Booster Pump Operating Point

No, but t e sy tem pres sure wil b ha f th tot l pr ssure re uired f r the total s stem.

Sor ry, I'm ha ing trou le wi h my ke boar .

Yo wil ne d a big er pu p too.

What do you mean by a static pressure of 170 PSI? Is that without any flow?

The pressure in a supply line controlled by another may further deteriorate by adding more users to it and may drop even lower.

If you are sure about the minimum pressure of 120PSI you may choose a pump to deliver the Q at 170 - 120 = 50 PSI.

This could be for a 'fire water system', wherein the firewater header is expected to maintain at an elevated pressure even there is no requirement. This elevated static pressure is an indication that there is no leak in the system and could through water readily when there is a sudden demand. Still there could be some spillage in the system through leaky valves or occasional testing of hydrant etc. Such spillage may deplete the header pressure and would be re-pressurized with a relatively smaller pump compared to actual firewater pumps. This is referred here as 'booster pump', also widely referred as 'jockey pump'.

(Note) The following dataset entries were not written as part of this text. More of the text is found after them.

//! ReconcileEngine implementation
//!
//! The ReconcileEngine coordinates state between the local configuration
//! file (desired intents) and the remote bucket (actual lifecycle rules).

use std::path::Path;

use chrono::{DateTime, Utc};
use serde::Serialize;

use lifecycle_policy::{documents_equal, merge};
use lifecycle_store::PolicyStore;

use crate::backup::BackupManager;
use crate::error::{Error, Result};
use crate::loader::load_policy;

/// Terminal state of a successful apply
#[derive(Debug, Clone, Copy, PartialEq, Eq, Serialize)]
pub enum ApplyStatus {
    /// The remote configuration already matched the merged result
    UpToDate,
    /// The merged configuration was published and read back intact
    Verified,
}

impl std::fmt::Display for ApplyStatus {
    fn fmt(&self, f: &mut std::fmt::Formatter<'_>) -> std::fmt::Result {
        match self {
            Self::UpToDate => write!(f, "up to date"),
            Self::Verified => write!(f, "verified"),
        }
    }
}

/// Report from an apply operation
#[derive(Debug, Clone, Serialize)]
pub struct ApplyOutcome {
    /// Bucket the operation ran against
    pub bucket: String,
    /// Whether a publish took place
    pub updated: bool,
    /// Final status of the run
    pub status: ApplyStatus,
    /// When the run finished
    pub completed_at: DateTime<Utc>,
}

/// Engine driving a bucket's lifecycle configuration to the desired state
///
/// A single `apply` call performs:
/// - **load**: read and validate the local configuration file
/// - **fetch**: read the bucket's current configuration
/// - **merge + compare**: union the rule sets with local precedence and
///   test for canonical equality
/// - **publish + verify**: when they differ, snapshot the remote state,
///   write the merged document, and confirm it reads back unchanged
pub struct ReconcileEngine {
    store: Box<dyn PolicyStore>,
    backups: BackupManager,
}

impl ReconcileEngine {
    pub fn new(store: Box<dyn PolicyStore>, backups: BackupManager) -> Self {
        Self { store, backups }
    }

    /// Reconcile `bucket` with the configuration file at `config_path`.
    ///
    /// Converged buckets are left untouched; no mutating call is made. A
    /// failed snapshot is logged and skipped. A publish whose read-back
    /// differs from what was written fails with
    /// [`Error::VerificationMismatch`].
    pub fn apply(&self, bucket: &str, config_path: &Path) -> Result<ApplyOutcome> {
        validate_bucket_name(bucket)?;

        tracing::info!(bucket, config = %config_path.display(), "Starting lifecycle reconciliation");

        let local = load_policy(config_path)?;
        let remote = self.store.fetch_policy(bucket)?;
        match &remote {
            Some(policy) => {
                tracing::debug!(bucket, rules = policy.rules().len(), "Fetched remote configuration")
            }
            None => tracing::debug!(bucket, "Bucket has no lifecycle configuration"),
        }

        let merged = merge(&local, remote.as_ref());

        if documents_equal(remote.as_ref(), Some(&merged)) {
            tracing::info!(bucket, "Lifecycle configuration is already up to date");
            return Ok(self.outcome(bucket, ApplyStatus::UpToDate));
        }

        if let Some(current) = &remote {
            match self.backups.write_snapshot(bucket, current) {
                Ok(path) => {
                    tracing::info!(bucket, path = %path.display(), "Backed up remote configuration")
                }
                Err(err) => {
                    tracing::warn!(bucket, error = %err, "Could not back up remote configuration; continuing")
                }
            }
        }

        tracing::info!(bucket, rules = merged.rules().len(), "Publishing merged configuration");
        self.store.publish_policy(bucket, &merged)?;

        let readback = self.store.fetch_policy(bucket)?;
        if !documents_equal(readback.as_ref(), Some(&merged)) {
            return Err(Error::VerificationMismatch {
                bucket: bucket.to_string(),
            });
        }

        tracing::info!(bucket, "Lifecycle configuration updated and verified");
        Ok(self.outcome(bucket, ApplyStatus::Verified))
    }

    fn outcome(&self, bucket: &str, status: ApplyStatus) -> ApplyOutcome {
        ApplyOutcome {
            bucket: bucket.to_string(),
            updated: status == ApplyStatus::Verified,
            status,
            completed_at: Utc::now(),
        }
    }
}

/// Reject bucket names that cannot safely appear in request paths or
/// snapshot filenames.
fn validate_bucket_name(bucket: &str) -> Result<()> {
    let valid = !bucket.is_empty()
        && bucket
            .chars()
            .all(|c| c.is_ascii_lowercase() || c.is_ascii_digit() || c == '.' || c == '-');
    if valid {
        Ok(())
    } else {
        Err(Error::InvalidBucket {
            bucket: bucket.to_string(),
        })
    }
}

" System pressure drops below 140 psi the booster pump should kick-in to raise the system pressure back to 170 psi."

As indicated this booster pump kicks-in by 140 psi and pumps to a closed system. And would run only a short time to rise to 170 psi and would cut-off. During this run the pump will run mostly around 140 psi rather than 170 psi. So your assumption of pumps operating point around the lower limit sounds appropriate

Do you want to select a pump for this application or pump is already installed?

Pump should have discharge head of about 200 psi. Cut-off points for start & stop shall be 140 & 170 psi. System resistance is continuously changing till it reaches higher cut-off point. So operating point is also changing with an average of 155 psi.

Hi All, i am the OP didnt notice my login was as guest.

Thanks for the valuable comments from all.

I would like to put a rule for selecting these type of pumps that booster pumps in closed system should be selected such the shut-off head is higher than the max pressure in the system regardless of the flow rate the pump will deliver.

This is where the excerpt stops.